When the application needs to store something in a file, all it has to do is bother the OS to “make a file, name it ‘shopping list,’ and standby for me to type until I get sleepy and just tell you to save it and close.” How the OS does that is a matter of indifference for the application. Maybe the OS just opens a pipe right down to the carpet beneath the desk and writes it on the backs of dust mites. Nobody cares. But my goodness, what a tempting target for information filching. This is where the real power is. All of those things that our browser labored to guess and tease from the system, the system already knows.

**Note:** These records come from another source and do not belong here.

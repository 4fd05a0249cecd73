//! OpenProject pages

use opnc_common::{TestConfig, TestUser};

use super::{host_pattern, Page};
use crate::locator::Locator;
use crate::step::Step;

fn profile_button() -> Locator {
    // The header widget moved between major versions; the comma list covers
    // the variants the suite runs against.
    Locator::css(".op-top-menu-user, #openproject-user-menu")
}

/// Login form
pub struct LoginPage {
    base_url: String,
    host: String,
}

impl LoginPage {
    pub fn new(config: &TestConfig) -> Self {
        Self {
            base_url: config.openproject_base_url().to_string(),
            host: config.openproject.host.clone(),
        }
    }

    /// Form login with local credentials.
    pub fn login(&self, user: &TestUser) -> Vec<Step> {
        let mut steps = self.open();
        steps.extend([
            Step::fill(Locator::css("#username"), user.username),
            Step::fill(Locator::css("#password"), user.password),
            Step::click(Locator::role("button", "Sign in")),
            Step::wait_for_url(host_pattern(&self.host)),
        ]);
        steps
    }

    /// Hand authentication off to Keycloak via the provider button. The
    /// Keycloak login page takes over from here.
    pub fn keycloak_handoff(&self, keycloak_url_pattern: &str) -> Vec<Step> {
        let mut steps = self.open();
        steps.extend([
            Step::click(Locator::css("a[href*='/auth/keycloak']")),
            Step::wait_for_url(keycloak_url_pattern),
        ]);
        steps
    }

    /// URL regex matching this deployment's OpenProject host.
    pub fn host_url_pattern(&self) -> String {
        host_pattern(&self.host)
    }
}

impl Page for LoginPage {
    fn base_url(&self) -> &str {
        &self.base_url
    }

    fn path(&self) -> &str {
        "/login"
    }

    fn ready_marker(&self) -> Locator {
        Locator::text("Sign in")
    }
}

/// Landing page of an authenticated session
pub struct HomePage {
    base_url: String,
    host: String,
}

impl HomePage {
    pub fn new(config: &TestConfig) -> Self {
        Self {
            base_url: config.openproject_base_url().to_string(),
            host: config.openproject.host.clone(),
        }
    }

    /// Assert the session landed back on OpenProject, off the login form.
    pub fn verify_logged_in(&self) -> Vec<Step> {
        vec![
            Step::wait_for_url(host_pattern(&self.host)),
            Step::ExpectVisible {
                locator: profile_button(),
            },
        ]
    }

    /// Open the profile menu and assert the displayed account name.
    pub fn verify_user(&self, display_name: &str) -> Vec<Step> {
        vec![
            Step::click(profile_button()),
            Step::ExpectTextContains {
                locator: Locator::css(".op-menu--container, #user-menu"),
                text: display_name.to_string(),
            },
        ]
    }
}

impl Page for HomePage {
    fn base_url(&self) -> &str {
        &self.base_url
    }

    fn ready_marker(&self) -> Locator {
        profile_button()
    }
}
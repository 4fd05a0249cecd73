//! Keycloak admin console pages

use opnc_common::{TestConfig, TestUser};

use super::{host_pattern, Page};
use crate::locator::Locator;
use crate::step::Step;

const ADMIN_CONSOLE_URL: &str = r".*/admin/.*/console.*";
const REALMS_URL: &str = r".*/admin/.*/console/#/.*/realms";
const CLIENTS_URL: &str = r".*/admin/.*/console/#/.*/clients";

fn username_input() -> Locator {
    Locator::css("#username")
}

fn password_input() -> Locator {
    Locator::css("#password")
}

fn sign_in_button() -> Locator {
    Locator::role("button", "Sign In")
}

/// Admin console login form
pub struct LoginPage {
    base_url: String,
    host: String,
}

impl LoginPage {
    pub fn new(config: &TestConfig) -> Self {
        Self {
            base_url: config.keycloak_base_url().to_string(),
            host: config.keycloak.host.clone(),
        }
    }

    /// Full admin login: navigate, authenticate, land in the console.
    pub fn login(&self, user: &TestUser) -> Vec<Step> {
        let mut steps = self.open();
        steps.extend([
            Step::fill(username_input(), user.username),
            Step::fill(password_input(), user.password),
            Step::click(sign_in_button()),
            Step::wait_for_url(ADMIN_CONSOLE_URL),
        ]);
        steps
    }

    /// Authenticate on a Keycloak form another application redirected to.
    /// The caller owns the redirect: it must wait for the target URL after
    /// these steps.
    pub fn login_as_user(&self, user: &TestUser) -> Vec<Step> {
        vec![
            Step::wait_visible(username_input()),
            Step::fill(username_input(), user.username),
            Step::fill(password_input(), user.password),
            Step::click(sign_in_button()),
        ]
    }

    /// URL regex matching this deployment's Keycloak host.
    pub fn host_url_pattern(&self) -> String {
        host_pattern(&self.host)
    }
}

impl Page for LoginPage {
    fn base_url(&self) -> &str {
        &self.base_url
    }

    fn ready_marker(&self) -> Locator {
        Locator::text("Sign in to your account")
    }
}

/// Console landing page after admin login
pub struct HomePage {
    base_url: String,
}

impl HomePage {
    pub fn new(config: &TestConfig) -> Self {
        Self {
            base_url: config.keycloak_base_url().to_string(),
        }
    }

    /// Assert the admin session landed in the console.
    pub fn verify_logged_in(&self) -> Vec<Step> {
        vec![
            Step::wait_for_url(ADMIN_CONSOLE_URL),
            Step::ExpectVisible {
                locator: Locator::test_id("nav-item-realms"),
            },
        ]
    }

    /// Open the realm list via the side navigation.
    pub fn manage_realms(&self) -> Vec<Step> {
        vec![
            Step::click(Locator::test_id("nav-item-realms")),
            Step::wait_for_url(REALMS_URL),
        ]
    }
}

impl Page for HomePage {
    fn base_url(&self) -> &str {
        &self.base_url
    }

    fn ready_marker(&self) -> Locator {
        Locator::test_id("nav-item-realms")
    }
}

/// "Manage realms" table
pub struct RealmsPage {
    base_url: String,
}

impl RealmsPage {
    pub fn new(config: &TestConfig) -> Self {
        Self {
            base_url: config.keycloak_base_url().to_string(),
        }
    }

    /// Switch the console to a realm by clicking its row link.
    pub fn select_realm(&self, realm: &str) -> Vec<Step> {
        vec![
            Step::wait_visible(Self::realm_link(realm)),
            Step::click(Self::realm_link(realm)),
            // Realm switch re-renders the console shell; the badge check in
            // verify_current_realm is the real signal.
            Step::Sleep { ms: 1000 },
        ]
    }

    /// Assert the "Current realm" badge sits next to the realm's name.
    pub fn verify_current_realm(&self, realm: &str) -> Vec<Step> {
        vec![Step::ExpectVisible {
            locator: Locator::css(&format!(
                "td.pf-v5-c-table__td:has-text(\"{realm}\") span.pf-v5-c-badge:has-text(\"Current realm\")"
            )),
        }]
    }

    /// Open the clients list of the selected realm.
    pub fn open_clients(&self) -> Vec<Step> {
        vec![
            Step::click(Locator::role("link", "Clients")),
            Step::wait_for_url(CLIENTS_URL),
        ]
    }

    fn realm_link(realm: &str) -> Locator {
        Locator::css(&format!("a[href='#/{realm}']"))
    }
}

impl Page for RealmsPage {
    fn base_url(&self) -> &str {
        &self.base_url
    }

    fn ready_marker(&self) -> Locator {
        Locator::text_exact("Manage realms")
    }
}

/// Realm clients table
pub struct ClientsPage {
    base_url: String,
}

impl ClientsPage {
    pub fn new(config: &TestConfig) -> Self {
        Self {
            base_url: config.keycloak_base_url().to_string(),
        }
    }

    /// Assert each expected OAuth2/OIDC client is registered in the realm,
    /// with its client id rendered exactly.
    pub fn verify_clients_present(&self, client_ids: &[&str]) -> Vec<Step> {
        client_ids
            .iter()
            .flat_map(|id| {
                let link = Locator::role("link", id);
                [
                    Step::ExpectVisible {
                        locator: link.clone(),
                    },
                    Step::ExpectText {
                        locator: link,
                        text: id.to_string(),
                    },
                ]
            })
            .collect()
    }
}

impl Page for ClientsPage {
    fn base_url(&self) -> &str {
        &self.base_url
    }

    fn ready_marker(&self) -> Locator {
        Locator::role("link", "nextcloud")
    }
}
//! Suite configuration
//!
//! Loaded once at process start from the environment's `config.yaml` and
//! passed by reference to every consumer. Environment variables override the
//! file so CI can pin versions and point the suite at pre-deployed hosts.

use serde::Deserialize;
use std::fmt;
use std::path::Path;
use std::str::FromStr;
use thiserror::Error;
use tracing::info;

/// Result type alias for configuration loading
pub type Result<T> = std::result::Result<T, ConfigError>;

#[derive(Error, Debug)]
pub enum ConfigError {
    #[error("failed to read config file {path}: {source}")]
    Read {
        path: String,
        source: std::io::Error,
    },

    #[error("failed to parse config YAML: {0}")]
    Parse(#[from] serde_yaml::Error),

    #[error("unknown setup method '{0}' (expected oauth2, sso-nextcloud or sso-external)")]
    SetupMethod(String),
}

/// How the three applications were wired together by the setup job.
#[derive(Debug, Clone, Copy, PartialEq, Eq)]
pub enum SetupMethod {
    OAuth2,
    SsoNextcloud,
    SsoExternal,
}

impl SetupMethod {
    pub fn as_str(&self) -> &'static str {
        match self {
            SetupMethod::OAuth2 => "oauth2",
            SetupMethod::SsoNextcloud => "sso-nextcloud",
            SetupMethod::SsoExternal => "sso-external",
        }
    }
}

impl fmt::Display for SetupMethod {
    fn fmt(&self, f: &mut fmt::Formatter<'_>) -> fmt::Result {
        f.write_str(self.as_str())
    }
}

impl FromStr for SetupMethod {
    type Err = ConfigError;

    fn from_str(s: &str) -> Result<Self> {
        match s {
            "oauth2" => Ok(SetupMethod::OAuth2),
            "sso-nextcloud" => Ok(SetupMethod::SsoNextcloud),
            "sso-external" => Ok(SetupMethod::SsoExternal),
            other => Err(ConfigError::SetupMethod(other.to_string())),
        }
    }
}

/// Version and host of one application under test
#[derive(Debug, Clone)]
pub struct ServiceConfig {
    pub version: String,
    pub host: String,
}

/// Nextcloud additionally carries the integration app version
#[derive(Debug, Clone)]
pub struct NextcloudConfig {
    pub version: String,
    pub host: String,
    pub integration_app_version: String,
}

/// Resolved suite configuration
#[derive(Debug, Clone)]
pub struct TestConfig {
    pub setup_method: SetupMethod,
    pub openproject: ServiceConfig,
    pub nextcloud: NextcloudConfig,
    pub keycloak: ServiceConfig,
    /// Namespace the setup job runs in
    pub namespace: String,
    /// Skip the setup-job readiness gate entirely
    pub skip_setup_check: bool,
    openproject_url: String,
    nextcloud_url: String,
    keycloak_url: String,
}

// Raw shape of environments/default/config.yaml. Every field is optional;
// the loader supplies defaults for anything the file leaves out.
#[derive(Debug, Default, Deserialize)]
struct RawConfig {
    integration: Option<RawIntegration>,
    openproject: Option<RawService>,
    nextcloud: Option<RawNextcloud>,
    keycloak: Option<RawService>,
}

#[derive(Debug, Deserialize)]
struct RawIntegration {
    #[serde(rename = "setupMethod")]
    setup_method: Option<String>,
}

#[derive(Debug, Deserialize)]
struct RawService {
    version: Option<String>,
    host: Option<String>,
}

#[derive(Debug, Deserialize)]
struct RawNextcloud {
    version: Option<String>,
    host: Option<String>,
    #[serde(rename = "enableApps", default)]
    enable_apps: Vec<RawApp>,
}

#[derive(Debug, Deserialize)]
struct RawApp {
    name: String,
    version: Option<String>,
}

const DEFAULT_NAMESPACE: &str = "opnc-integration";
const INTEGRATION_APP_NAME: &str = "integration_openproject";

impl TestConfig {
    /// Read the config file and resolve it against the process environment.
    pub fn load(path: &Path) -> Result<Self> {
        let content = std::fs::read_to_string(path).map_err(|source| ConfigError::Read {
            path: path.display().to_string(),
            source,
        })?;
        let config = Self::from_yaml_with_env(&content, &|key| std::env::var(key).ok())?;

        info!(
            method = %config.setup_method,
            openproject = %config.openproject.version,
            nextcloud = %config.nextcloud.version,
            keycloak = %config.keycloak.version,
            namespace = %config.namespace,
            "test configuration resolved"
        );

        Ok(config)
    }

    /// Resolve a config from YAML text with an injected environment lookup.
    ///
    /// Precedence per value: environment variable, then the YAML file, then
    /// the suite default.
    pub fn from_yaml_with_env(
        yaml: &str,
        env: &dyn Fn(&str) -> Option<String>,
    ) -> Result<Self> {
        let raw: RawConfig = if yaml.trim().is_empty() {
            RawConfig::default()
        } else {
            serde_yaml::from_str(yaml)?
        };

        let setup_method = env("SETUP_METHOD")
            .or_else(|| raw.integration.as_ref().and_then(|i| i.setup_method.clone()))
            .unwrap_or_else(|| "oauth2".to_string())
            .parse::<SetupMethod>()?;

        let openproject_version = env("OPENPROJECT_VERSION")
            .or_else(|| raw.openproject.as_ref().and_then(|s| s.version.clone()))
            .unwrap_or_else(|| "16".to_string());
        let openproject_host = raw
            .openproject
            .as_ref()
            .and_then(|s| s.host.clone())
            .unwrap_or_else(|| "openproject.test".to_string());

        let nextcloud_version = env("NEXTCLOUD_VERSION")
            .or_else(|| raw.nextcloud.as_ref().and_then(|s| s.version.clone()))
            .unwrap_or_else(|| "32".to_string());
        let nextcloud_host = raw
            .nextcloud
            .as_ref()
            .and_then(|s| s.host.clone())
            .unwrap_or_else(|| "nextcloud.test".to_string());
        let integration_app_version = env("INTEGRATION_APP_VERSION")
            .or_else(|| {
                raw.nextcloud.as_ref().and_then(|n| {
                    n.enable_apps
                        .iter()
                        .find(|app| app.name == INTEGRATION_APP_NAME)
                        .and_then(|app| app.version.clone())
                })
            })
            .unwrap_or_default();

        let keycloak_version = env("KEYCLOAK_VERSION")
            .or_else(|| raw.keycloak.as_ref().and_then(|s| s.version.clone()))
            .unwrap_or_else(|| "26.2.5".to_string());
        let keycloak_host = raw
            .keycloak
            .as_ref()
            .and_then(|s| s.host.clone())
            .unwrap_or_else(|| "keycloak.test".to_string());

        let openproject_url =
            env("OPENPROJECT_URL").unwrap_or_else(|| format!("https://{openproject_host}"));
        let nextcloud_url =
            env("NEXTCLOUD_URL").unwrap_or_else(|| format!("https://{nextcloud_host}"));
        let keycloak_url =
            env("KEYCLOAK_URL").unwrap_or_else(|| format!("https://{keycloak_host}"));

        let namespace =
            env("KUBERNETES_NAMESPACE").unwrap_or_else(|| DEFAULT_NAMESPACE.to_string());
        let skip_setup_check =
            env("SKIP_SETUP_JOB_CHECK").map(|v| v == "true").unwrap_or(false);

        Ok(TestConfig {
            setup_method,
            openproject: ServiceConfig {
                version: openproject_version,
                host: openproject_host,
            },
            nextcloud: NextcloudConfig {
                version: nextcloud_version,
                host: nextcloud_host,
                integration_app_version,
            },
            keycloak: ServiceConfig {
                version: keycloak_version,
                host: keycloak_host,
            },
            namespace,
            skip_setup_check,
            openproject_url,
            nextcloud_url,
            keycloak_url,
        })
    }

    pub fn openproject_base_url(&self) -> &str {
        &self.openproject_url
    }

    pub fn nextcloud_base_url(&self) -> &str {
        &self.nextcloud_url
    }

    pub fn keycloak_base_url(&self) -> &str {
        &self.keycloak_url
    }
}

Say I use the world’s most secure file-encrypting application to store my shopping list on the disk. I create an empty file and encrypt it. I open and decrypt the file, and write things into it. Then I encrypt and save the new version. The operating system just saw everything that I did. Every keystroke was handled by a system call or a running routine. Sometimes lower-level pieces do this (BIOS), but the problem is the same. What if the OS takes my keystrokes and splits (“tees”) my typing so that a copy of it gets encrypted into the file, and a copy of it goes straight to our trusty dust mites? The application has no clue, and neither does the user. And if the OS doesn’t do that, who is to say that the hardware doesn’t? And this is without even considering temp files created while you have it open, or ransacking your “recycle bin.” My goodness is that thing ever aptly named.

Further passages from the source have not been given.